▶ [Supplied material]
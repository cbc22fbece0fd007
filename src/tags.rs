//! Optional tag sidecar (tags.jsonl).
//!
//! The offline tagging pipeline leaves one JSON object per line:
//! `{"key": <post id>, "reasoning": "...", "summary": "...", "tags": [...]}`.
//! When present, it supplies the text behind the `reasoning` and `summary`
//! text-search sources. Absence is a valid state.

use std::collections::HashMap;
use std::io::{BufRead, BufReader};
use std::path::Path;

use serde::Deserialize;

#[derive(Debug, Clone, Deserialize)]
pub struct TagEntry {
    pub key: u64,
    #[serde(default)]
    pub reasoning: String,
    #[serde(default)]
    pub summary: String,
    #[serde(default)]
    pub tags: Vec<String>,
}

#[derive(Default)]
pub struct TagStore {
    entries: HashMap<u64, TagEntry>,
}

impl TagStore {
    /// Load the sidecar if it exists. Malformed lines are skipped with a
    /// warning; a missing file yields an empty store.
    pub fn load(path: &Path) -> std::io::Result<Self> {
        if !path.exists() {
            log::info!("no tag sidecar at {}", path.display());
            return Ok(Self::default());
        }

        let file = std::fs::File::open(path)?;
        let mut entries = HashMap::new();

        for (lineno, line) in BufReader::new(file).lines().enumerate() {
            let line = line?;
            if line.trim().is_empty() {
                continue;
            }
            match serde_json::from_str::<TagEntry>(&line) {
                Ok(entry) => {
                    entries.insert(entry.key, entry);
                }
                Err(err) => {
                    log::warn!("skipping malformed tag line {}: {err}", lineno + 1);
                }
            }
        }

        log::info!("loaded tags for {} posts from {}", entries.len(), path.display());
        Ok(Self { entries })
    }

    pub fn get(&self, id: u64) -> Option<&TagEntry> {
        self.entries.get(&id)
    }

    pub fn len(&self) -> usize {
        self.entries.len()
    }

    pub fn is_empty(&self) -> bool {
        self.entries.is_empty()
    }

    /// Reasoning text for a post, empty if untagged
    pub fn reasoning(&self, id: u64) -> &str {
        self.get(id).map(|e| e.reasoning.as_str()).unwrap_or("")
    }

    /// Summary text for a post, empty if untagged
    pub fn summary(&self, id: u64) -> &str {
        self.get(id).map(|e| e.summary.as_str()).unwrap_or("")
    }
}
//! Hybrid similarity scoring across vector spaces.

use std::collections::HashMap;
use std::sync::Arc;

use crate::errors::SearchError;

use super::space::{normalize, SpaceRegistry, VectorSpace};
use super::storage::VectorStoreError;
use super::{Mode, SpaceKind};

/// Combines per-space cosine scores into one ranking score per post.
///
/// Policy for partially-vectorized posts: a combined mode folds only the
/// spaces a post actually has a vector in. A post with no vector in any
/// involved space is absent from the ranking entirely.
pub struct HybridScorer {
    registry: Arc<SpaceRegistry>,
}

impl HybridScorer {
    pub fn new(registry: Arc<SpaceRegistry>) -> Self {
        Self { registry }
    }

    /// Modes usable with the spaces currently on disk. Single-space modes
    /// need their space; combined modes need at least two.
    pub fn available_modes(&self) -> Result<Vec<Mode>, SearchError> {
        let mut modes = Vec::new();
        for kind in SpaceKind::ALL {
            if self.registry.is_available(kind).map_err(internal)? {
                modes.push(match kind {
                    SpaceKind::Content => Mode::Content,
                    SpaceKind::Reasoning => Mode::Reasoning,
                    SpaceKind::Summary => Mode::Summary,
                });
            }
        }
        if modes.len() >= 2 {
            modes.extend([Mode::Average, Mode::Maximum, Mode::Minimum]);
        }
        Ok(modes)
    }

    /// Score every post that has a vector in the spaces `mode` involves.
    /// The result is unordered; ranking is the caller's concern.
    pub fn scores(
        &self,
        query: &[f32],
        mode: Mode,
        weights: Option<&[f32]>,
    ) -> Result<Vec<(u64, f32)>, SearchError> {
        validate_weights(mode, weights)?;

        let mut query = query.to_vec();
        if !normalize(&mut query) {
            return Err(SearchError::Internal(
                "embedding model returned a zero vector".into(),
            ));
        }

        if let Some(kind) = mode.single_space() {
            let space = self
                .registry
                .space(kind)
                .map_err(internal)?
                .filter(|s| !s.is_empty())
                .ok_or_else(|| self.unsupported(mode))?;
            return space.dot_scores(&query).map_err(internal);
        }

        // combined modes: fold the scores of every loaded space
        let spaces = self.loaded_spaces()?;
        if spaces.len() < 2 {
            return Err(self.unsupported(mode));
        }

        let mut per_post: HashMap<u64, Vec<(usize, f32)>> = HashMap::new();
        for (slot, space) in &spaces {
            for (id, score) in space.dot_scores(&query).map_err(internal)? {
                per_post.entry(id).or_default().push((*slot, score));
            }
        }

        let folded = per_post
            .into_iter()
            .filter_map(|(id, scores)| fold(mode, &scores, weights).map(|score| (id, score)))
            .collect();

        Ok(folded)
    }

    fn loaded_spaces(&self) -> Result<Vec<(usize, Arc<VectorSpace>)>, SearchError> {
        let mut spaces = Vec::new();
        for (slot, kind) in SpaceKind::ALL.into_iter().enumerate() {
            if let Some(space) = self.registry.space(kind).map_err(internal)? {
                if !space.is_empty() {
                    spaces.push((slot, space));
                }
            }
        }
        Ok(spaces)
    }

    fn unsupported(&self, mode: Mode) -> SearchError {
        let available = self
            .available_modes()
            .map(|modes| modes.iter().map(|m| m.as_str().to_string()).collect())
            .unwrap_or_default();
        SearchError::UnsupportedMode {
            mode: mode.as_str().to_string(),
            available,
        }
    }
}

fn internal(err: VectorStoreError) -> SearchError {
    SearchError::Internal(err.to_string())
}

fn validate_weights(mode: Mode, weights: Option<&[f32]>) -> Result<(), SearchError> {
    let Some(weights) = weights else {
        return Ok(());
    };

    if mode != Mode::Average {
        return Err(SearchError::Validation(format!(
            "weights are only valid with mode 'average', not '{mode}'"
        )));
    }
    if weights.len() != SpaceKind::ALL.len() {
        return Err(SearchError::Validation(format!(
            "weights must have {} entries (one per space), got {}",
            SpaceKind::ALL.len(),
            weights.len()
        )));
    }
    if weights.iter().any(|w| !w.is_finite() || *w < 0.0) {
        return Err(SearchError::Validation(
            "weights must be finite and non-negative".into(),
        ));
    }
    if weights.iter().sum::<f32>() <= 0.0 {
        return Err(SearchError::Validation(
            "weights must not all be zero".into(),
        ));
    }
    Ok(())
}

/// Fold one post's per-space scores. `scores` holds (space slot, score)
/// for the spaces the post has a vector in. Returns None when the
/// weights assign zero mass to every space the post appears in.
fn fold(mode: Mode, scores: &[(usize, f32)], weights: Option<&[f32]>) -> Option<f32> {
    match mode {
        Mode::Average => {
            if let Some(weights) = weights {
                // renormalize over the spaces this post actually has
                let mass: f32 = scores.iter().map(|(slot, _)| weights[*slot]).sum();
                if mass <= 0.0 {
                    return None;
                }
                Some(
                    scores
                        .iter()
                        .map(|(slot, score)| score * weights[*slot] / mass)
                        .sum(),
                )
            } else {
                Some(scores.iter().map(|(_, s)| s).sum::<f32>() / scores.len() as f32)
            }
        }
        Mode::Maximum => scores
            .iter()
            .map(|(_, s)| *s)
            .max_by(f32::total_cmp),
        Mode::Minimum => scores
            .iter()
            .map(|(_, s)| *s)
            .min_by(f32::total_cmp),
        _ => unreachable!("single-space modes never reach fold()"),
    }
}

#[cfg(test)]
mod tests {
    use super::*;
    use crate::vector::storage::{model_id, write_space_file};

    const MODEL: &str = "test-model";

    /// Registry with content + reasoning populated, summary absent.
    /// Post 1 is in both spaces, post 2 only in content.
    fn two_space_registry() -> (tempfile::TempDir, Arc<SpaceRegistry>) {
        let dir = tempfile::tempdir().unwrap();
        let id = model_id(MODEL);

        write_space_file(
            &dir.path().join(SpaceKind::Content.file_name()),
            &id,
            2,
            &[(1, vec![1.0, 0.0]), (2, vec![0.0, 1.0])],
        )
        .unwrap();
        write_space_file(
            &dir.path().join(SpaceKind::Reasoning.file_name()),
            &id,
            2,
            &[(1, vec![0.0, 1.0])],
        )
        .unwrap();

        let registry = Arc::new(SpaceRegistry::new(dir.path().to_path_buf(), MODEL));
        (dir, registry)
    }

    fn score_map(scores: Vec<(u64, f32)>) -> HashMap<u64, f32> {
        scores.into_iter().collect()
    }

    #[test]
    fn test_single_space_scoring() {
        let (_dir, registry) = two_space_registry();
        let scorer = HybridScorer::new(registry);

        let scores = score_map(scorer.scores(&[1.0, 0.0], Mode::Content, None).unwrap());
        assert!((scores[&1] - 1.0).abs() < 1e-6);
        assert!(scores[&2].abs() < 1e-6);
    }

    #[test]
    fn test_unavailable_single_mode() {
        let (_dir, registry) = two_space_registry();
        let scorer = HybridScorer::new(registry);

        let result = scorer.scores(&[1.0, 0.0], Mode::Summary, None);
        match result {
            Err(SearchError::UnsupportedMode { mode, available }) => {
                assert_eq!(mode, "summary");
                assert!(available.contains(&"content".to_string()));
                assert!(available.contains(&"average".to_string()));
            }
            other => panic!("expected UnsupportedMode, got {other:?}"),
        }
    }

    #[test]
    fn test_available_modes() {
        let (_dir, registry) = two_space_registry();
        let scorer = HybridScorer::new(registry);

        let modes = scorer.available_modes().unwrap();
        assert!(modes.contains(&Mode::Content));
        assert!(modes.contains(&Mode::Reasoning));
        assert!(!modes.contains(&Mode::Summary));
        assert!(modes.contains(&Mode::Average));
        assert!(modes.contains(&Mode::Maximum));
        assert!(modes.contains(&Mode::Minimum));
    }

    #[test]
    fn test_combined_modes_need_two_spaces() {
        let dir = tempfile::tempdir().unwrap();
        write_space_file(
            &dir.path().join(SpaceKind::Content.file_name()),
            &model_id(MODEL),
            2,
            &[(1, vec![1.0, 0.0])],
        )
        .unwrap();

        let scorer = HybridScorer::new(Arc::new(SpaceRegistry::new(
            dir.path().to_path_buf(),
            MODEL,
        )));
        assert!(matches!(
            scorer.scores(&[1.0, 0.0], Mode::Average, None),
            Err(SearchError::UnsupportedMode { .. })
        ));
    }

    #[test]
    fn test_average_uses_only_present_spaces() {
        let (_dir, registry) = two_space_registry();
        let scorer = HybridScorer::new(registry);

        // query halfway between the two axes
        let q = [1.0, 1.0];
        let scores = score_map(scorer.scores(&q, Mode::Average, None).unwrap());

        let inv_sqrt2 = 1.0 / 2.0_f32.sqrt();
        // post 1: mean of content (inv_sqrt2) and reasoning (inv_sqrt2)
        assert!((scores[&1] - inv_sqrt2).abs() < 1e-5);
        // post 2 degrades to its only space
        assert!((scores[&2] - inv_sqrt2).abs() < 1e-5);
    }

    #[test]
    fn test_weighted_average_renormalizes() {
        let (_dir, registry) = two_space_registry();
        let scorer = HybridScorer::new(registry);

        // content axis only; reasoning weighted 3x content, summary ignored
        let q = [1.0, 0.0];
        let scores = score_map(
            scorer
                .scores(&q, Mode::Average, Some(&[1.0, 3.0, 0.0]))
                .unwrap(),
        );

        // post 1: content=1.0, reasoning=0.0 -> (1*1 + 3*0) / 4
        assert!((scores[&1] - 0.25).abs() < 1e-5);
        // post 2 has only content; its weight renormalizes to 1
        assert!(scores[&2].abs() < 1e-5);
    }

    #[test]
    fn test_weighted_average_zero_mass_post_absent() {
        let (_dir, registry) = two_space_registry();
        let scorer = HybridScorer::new(registry);

        // all mass on reasoning: post 2 (content only) drops out
        let scores = score_map(
            scorer
                .scores(&[1.0, 0.0], Mode::Average, Some(&[0.0, 1.0, 0.0]))
                .unwrap(),
        );
        assert!(scores.contains_key(&1));
        assert!(!scores.contains_key(&2));
    }

    #[test]
    fn test_maximum_and_minimum() {
        let (_dir, registry) = two_space_registry();
        let scorer = HybridScorer::new(registry.clone());

        let q = [1.0, 0.0];
        // post 1: content=1.0, reasoning=0.0
        let max_scores = score_map(scorer.scores(&q, Mode::Maximum, None).unwrap());
        assert!((max_scores[&1] - 1.0).abs() < 1e-6);

        let min_scores = score_map(scorer.scores(&q, Mode::Minimum, None).unwrap());
        assert!(min_scores[&1].abs() < 1e-6);
    }

    #[test]
    fn test_weight_validation() {
        let (_dir, registry) = two_space_registry();
        let scorer = HybridScorer::new(registry);
        let q = [1.0, 0.0];

        // wrong mode
        assert!(matches!(
            scorer.scores(&q, Mode::Maximum, Some(&[1.0, 1.0, 1.0])),
            Err(SearchError::Validation(_))
        ));
        // wrong length
        assert!(matches!(
            scorer.scores(&q, Mode::Average, Some(&[1.0, 1.0])),
            Err(SearchError::Validation(_))
        ));
        // negative
        assert!(matches!(
            scorer.scores(&q, Mode::Average, Some(&[1.0, -1.0, 1.0])),
            Err(SearchError::Validation(_))
        ));
        // all zero
        assert!(matches!(
            scorer.scores(&q, Mode::Average, Some(&[0.0, 0.0, 0.0])),
            Err(SearchError::Validation(_))
        ));
    }
}
//! Startup progress messages between daemon and launcher.
//!
//! Load phases never touch sockets: they push messages into a channel,
//! and one relay task owns the connect-send-close exchanges with the
//! launcher's receiver. Each message rides its own short-lived
//! connection, so nothing can time out during a long synchronous load
//! phase.

use std::time::Duration;

use serde::{Deserialize, Serialize};
use tokio::io::{AsyncBufReadExt, AsyncWriteExt, BufReader};
use tokio::net::TcpStream;
use tokio::sync::mpsc;
use tokio::task::JoinHandle;

/// How long the relay waits for the launcher's ack of init_completed
const ACK_TIMEOUT: Duration = Duration::from_secs(10);

#[derive(Debug, Clone, PartialEq, Serialize, Deserialize)]
#[serde(tag = "type", rename_all = "snake_case")]
pub enum ProgressMessage {
    Progress { message: String },
    InitCompleted,
    InitError { error: String },
    /// Launcher's reply to init_completed
    Ack,
}

/// Sender half handed to the load phases. Cheap to clone, safe to use
/// from blocking code.
#[derive(Clone)]
pub struct ProgressHandle {
    tx: mpsc::UnboundedSender<ProgressMessage>,
}

impl ProgressHandle {
    pub fn progress(&self, message: impl Into<String>) {
        let message = message.into();
        log::info!("{message}");
        let _ = self.tx.send(ProgressMessage::Progress { message });
    }

    /// Terminal success. The relay acknowledges with the launcher and
    /// then exits; await the relay handle before binding the port.
    pub fn completed(&self) {
        let _ = self.tx.send(ProgressMessage::InitCompleted);
    }

    /// Terminal failure; the relay forwards it and exits.
    pub fn error(&self, error: impl Into<String>) {
        let _ = self.tx.send(ProgressMessage::InitError {
            error: error.into(),
        });
    }
}

/// Create the progress channel plus its relay task. The relay finishes
/// after forwarding a terminal message (or when every handle is dropped).
pub fn channel(launcher_addr: String) -> (ProgressHandle, JoinHandle<()>) {
    let (tx, mut rx) = mpsc::unbounded_channel();

    let relay = tokio::spawn(async move {
        while let Some(message) = rx.recv().await {
            let terminal = !matches!(message, ProgressMessage::Progress { .. });
            let wants_ack = message == ProgressMessage::InitCompleted;

            if let Err(err) = send_one(&launcher_addr, &message, wants_ack).await {
                // no launcher listening (manual foreground start): stderr
                // keeps the messages visible
                match &message {
                    ProgressMessage::Progress { message } => eprintln!("{message}"),
                    ProgressMessage::InitError { error } => eprintln!("init failed: {error}"),
                    _ => log::debug!("progress relay: {err}"),
                }
            }

            if terminal {
                break;
            }
        }
    });

    (ProgressHandle { tx }, relay)
}

/// One connect-send-close exchange. For init_completed, also waits for
/// the launcher's ack so the port handoff is ordered.
async fn send_one(
    addr: &str,
    message: &ProgressMessage,
    wants_ack: bool,
) -> std::io::Result<()> {
    let stream = TcpStream::connect(addr).await?;
    let (read_half, mut write_half) = stream.into_split();

    let mut raw = serde_json::to_string(message)
        .map_err(|err| std::io::Error::new(std::io::ErrorKind::Other, err))?;
    raw.push('\n');
    write_half.write_all(raw.as_bytes()).await?;
    write_half.flush().await?;

    if wants_ack {
        let mut lines = BufReader::new(read_half).lines();
        match tokio::time::timeout(ACK_TIMEOUT, lines.next_line()).await {
            Ok(Ok(Some(line))) => {
                match serde_json::from_str::<ProgressMessage>(&line) {
                    Ok(ProgressMessage::Ack) => {}
                    other => log::warn!("unexpected ack reply: {other:?}"),
                }
            }
            Ok(Ok(None)) | Ok(Err(_)) => {
                log::warn!("launcher closed before acking init_completed");
            }
            Err(_) => {
                log::warn!("timed out waiting for init_completed ack");
            }
        }
    }

    Ok(())
}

▶ [The problem] In the entries above, find the line with "score_map(scorer.scores(&q, Mode::Minimum, None).unwrap());" and the line with "use tokio::task::JoinHandle;", then set down exactly those two and every line between them, nothing else.

▶ [Solution]
        let min_scores = score_map(scorer.scores(&q, Mode::Minimum, None).unwrap());
        assert!(min_scores[&1].abs() < 1e-6);
    }

    #[test]
    fn test_weight_validation() {
        let (_dir, registry) = two_space_registry();
        let scorer = HybridScorer::new(registry);
        let q = [1.0, 0.0];

        // wrong mode
        assert!(matches!(
            scorer.scores(&q, Mode::Maximum, Some(&[1.0, 1.0, 1.0])),
            Err(SearchError::Validation(_))
        ));
        // wrong length
        assert!(matches!(
            scorer.scores(&q, Mode::Average, Some(&[1.0, 1.0])),
            Err(SearchError::Validation(_))
        ));
        // negative
        assert!(matches!(
            scorer.scores(&q, Mode::Average, Some(&[1.0, -1.0, 1.0])),
            Err(SearchError::Validation(_))
        ));
        // all zero
        assert!(matches!(
            scorer.scores(&q, Mode::Average, Some(&[0.0, 0.0, 0.0])),
            Err(SearchError::Validation(_))
        ));
    }
}
//! Startup progress messages between daemon and launcher.
//!
//! Load phases never touch sockets: they push messages into a channel,
//! and one relay task owns the connect-send-close exchanges with the
//! launcher's receiver. Each message rides its own short-lived
//! connection, so nothing can time out during a long synchronous load
//! phase.

use std::time::Duration;

use serde::{Deserialize, Serialize};
use tokio::io::{AsyncBufReadExt, AsyncWriteExt, BufReader};
use tokio::net::TcpStream;
use tokio::sync::mpsc;
use tokio::task::JoinHandle;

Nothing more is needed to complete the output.